Low Expression of Stathmin in Tumor Predicts High Response to Neoadjuvant Chemotherapy with Docetaxel-Containing Regimens in Locally Advanced Breast Cancer

摘要

Aims: We performed this retrospective study to evaluate the value of clinicopathological factors and a novel molecular marker stathmin in predicting treatment response to neoadjuvant chemotherapy (NCT) with docetaxel-containing regimens in patients with locally advanced breast cancer. Methods: Fifty-four consecutive locally advanced patients receiving docetaxel-containing NCT between January 2006 and July 2010 in Zhejiang Cancer Hospital were included. The expression levels of estrogen receptor (ER), progesterone receptor (PgR), epidermal growth factor receptor-2 (HER-2), and p53 were detected by immunohistochemistry, while expression of stathmin mRNA was measured by Quanti-Gene assay. Results: The overall clinical objective response (cOR) rate was 75.9% (41/54) in breast.

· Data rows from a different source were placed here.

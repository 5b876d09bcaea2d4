//! Service configuration.
//!
//! Values come from an optional TOML file and are then overlaid by
//! environment variables, so secrets never need to live on disk.
//! [`AppConfig::validate`] must pass before anything is wired up.

use crate::error::ConfigError;
use serde::Deserialize;
use std::net::SocketAddr;
use std::path::Path;
use std::time::Duration;

pub const DEFAULT_HOST: &str = "ess.tencentcloudapi.com";
pub const DEFAULT_SERVICE: &str = "ess";
pub const DEFAULT_VERSION: &str = "2020-11-11";

#[derive(Debug, Clone, Deserialize, Default)]
#[serde(default)]
pub struct AppConfig {
    pub provider: ProviderConfig,
    pub signing: SigningConfig,
    pub callback: CallbackConfig,
    pub retry: RetryConfig,
    pub server: ServerConfig,
    pub storage: StorageConfig,
}

/// Where and how to reach the provider.
#[derive(Debug, Clone, Deserialize)]
#[serde(default)]
pub struct ProviderConfig {
    pub host: String,
    pub service: String,
    pub version: String,
    pub region: Option<String>,
    /// User id of the operator acting on behalf of Party A.
    pub operator_id: String,
    pub requests_per_second: u32,
    pub timeout_ms: u64,
}

impl Default for ProviderConfig {
    fn default() -> Self {
        Self {
            host: DEFAULT_HOST.to_string(),
            service: DEFAULT_SERVICE.to_string(),
            version: DEFAULT_VERSION.to_string(),
            region: None,
            operator_id: String::new(),
            requests_per_second: 20,
            timeout_ms: 10_000,
        }
    }
}

impl ProviderConfig {
    pub fn timeout(&self) -> Duration {
        Duration::from_millis(self.timeout_ms)
    }
}

#[derive(Clone, Deserialize, Default)]
#[serde(default)]
pub struct SigningConfig {
    pub secret_id: String,
    pub secret_key: String,
}

// secrets stay out of logs
impl std::fmt::Debug for SigningConfig {
    fn fmt(&self, f: &mut std::fmt::Formatter<'_>) -> std::fmt::Result {
        f.debug_struct("SigningConfig")
            .field("secret_id", &self.secret_id)
            .field("secret_key", &"<redacted>")
            .finish()
    }
}

#[derive(Clone, Deserialize)]
#[serde(default)]
pub struct CallbackConfig {
    pub key: String,
    pub path: String,
    /// Maximum allowed distance between the callback timestamp and now.
    pub freshness_secs: i64,
}

impl Default for CallbackConfig {
    fn default() -> Self {
        Self {
            key: String::new(),
            path: "/callback".to_string(),
            freshness_secs: 300,
        }
    }
}

impl std::fmt::Debug for CallbackConfig {
    fn fmt(&self, f: &mut std::fmt::Formatter<'_>) -> std::fmt::Result {
        f.debug_struct("CallbackConfig")
            .field("key", &"<redacted>")
            .field("path", &self.path)
            .field("freshness_secs", &self.freshness_secs)
            .finish()
    }
}

/// Capped exponential backoff for transient provider failures.
#[derive(Debug, Clone, Deserialize)]
#[serde(default)]
pub struct RetryConfig {
    pub max_attempts: u32,
    pub base_delay_ms: u64,
    pub max_delay_ms: u64,
}

impl Default for RetryConfig {
    fn default() -> Self {
        Self {
            max_attempts: 4,
            base_delay_ms: 200,
            max_delay_ms: 5_000,
        }
    }
}

impl RetryConfig {
    /// Delay before retry number `attempt` (1-based).
    pub fn backoff(&self, attempt: u32) -> Duration {
        let exp = attempt.saturating_sub(1).min(16);
        let delay = self.base_delay_ms.saturating_mul(1u64 << exp);
        Duration::from_millis(delay.min(self.max_delay_ms))
    }
}

#[derive(Debug, Clone, Deserialize)]
#[serde(default)]
pub struct ServerConfig {
    pub bind: SocketAddr,
    pub json_logs: bool,
}

impl Default for ServerConfig {
    fn default() -> Self {
        Self {
            bind: SocketAddr::from(([0, 0, 0, 0], 8080)),
            json_logs: false,
        }
    }
}

#[derive(Debug, Clone, Deserialize)]
#[serde(default)]
pub struct StorageConfig {
    pub path: String,
}

impl Default for StorageConfig {
    fn default() -> Self {
        Self {
            path: "esign-sync.db".to_string(),
        }
    }
}

impl AppConfig {
    pub fn from_toml_str(raw: &str) -> Result<Self, ConfigError> {
        Ok(toml::from_str(raw)?)
    }

    pub fn from_file(path: &Path) -> Result<Self, ConfigError> {
        let raw = std::fs::read_to_string(path).map_err(|source| ConfigError::Read {
            path: path.display().to_string(),
            source,
        })?;
        Self::from_toml_str(&raw)
    }

    /// Load the file if given, then apply `ESIGN_*` environment overrides.
    pub fn load(path: Option<&Path>) -> Result<Self, ConfigError> {
        let mut config = match path {
            Some(path) => Self::from_file(path)?,
            None => Self::default(),
        };
        config.apply_overrides(|key| std::env::var(key).ok())?;
        Ok(config)
    }

    pub fn apply_overrides<F>(&mut self, lookup: F) -> Result<(), ConfigError>
    where
        F: Fn(&str) -> Option<String>,
    {
        if let Some(v) = lookup("ESIGN_SECRET_ID") {
            self.signing.secret_id = v;
        }
        if let Some(v) = lookup("ESIGN_SECRET_KEY") {
            self.signing.secret_key = v;
        }
        if let Some(v) = lookup("ESIGN_CALLBACK_KEY") {
            self.callback.key = v;
        }
        if let Some(v) = lookup("ESIGN_OPERATOR_ID") {
            self.provider.operator_id = v;
        }
        if let Some(v) = lookup("ESIGN_HOST") {
            self.provider.host = v;
        }
        if let Some(v) = lookup("ESIGN_REGION") {
            self.provider.region = Some(v).filter(|r| !r.is_empty());
        }
        if let Some(v) = lookup("ESIGN_DB_PATH") {
            self.storage.path = v;
        }
        if let Some(v) = lookup("ESIGN_BIND") {
            self.server.bind = v.parse::<SocketAddr>().map_err(|_| ConfigError::InvalidBind(v))?;
        }
        Ok(())
    }

    pub fn validate(&self) -> Result<(), ConfigError> {
        if self.signing.secret_id.trim().is_empty() {
            return Err(ConfigError::MissingSecret("secret_id"));
        }
        if self.signing.secret_key.trim().is_empty() {
            return Err(ConfigError::MissingSecret("secret_key"));
        }
        if self.callback.key.trim().is_empty() {
            return Err(ConfigError::MissingCallbackKey);
        }
        if self.provider.operator_id.trim().is_empty() {
            return Err(ConfigError::MissingOperator);
        }
        if self.provider.requests_per_second == 0 {
            return Err(ConfigError::InvalidRateLimit(
                "requests_per_second cannot be 0".into(),
            ));
        }
        if self.retry.max_attempts == 0 {
            return Err(ConfigError::InvalidRetry("max_attempts cannot be 0".into()));
        }
        if self.retry.base_delay_ms > self.retry.max_delay_ms {
            return Err(ConfigError::InvalidRetry(
                "base_delay_ms exceeds max_delay_ms".into(),
            ));
        }
        Ok(())
    }
}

A total of 34 patients (63.0%) experienced pathological OR (pOR), with pathological complete remission (pCR) rate of 20.4% (11/54) in breast and 16.7% (9/54) in both breast and axilla. In univariate analysis, there were associations of pOR in both breast and axilla with age (p=0.054), ER status (p=0.059), subtypes (p=0.062), p53 (p=0.030), and stathmin expression (three terciles) (p=0.039). Mean expression of stathmin in pOR group was 0.410, compared with that in no response group of 0.556 (p=0.051 by Student's t-test). Similarly, a lower expression of stathmin might represent a higher pCR rate (p=0.061). Moreover, the LOWESS smoothing plot showed the same trend, that is, that tumor with a lower level of stathmin expression had a higher probability of response to docetaxel-containing NCT. After multivariate adjustment, both ER and stathmin remained significant with hazard ratio of 4.58 (95% CI: 1.11–18.94, p=0.036) and 2.94 (95% CI: 1.26–6.86, p=0.012), respectively. Conclusions: In conclusion, ER and stathmin were independent predictive factors for NCT with docetaxel-containing regimens.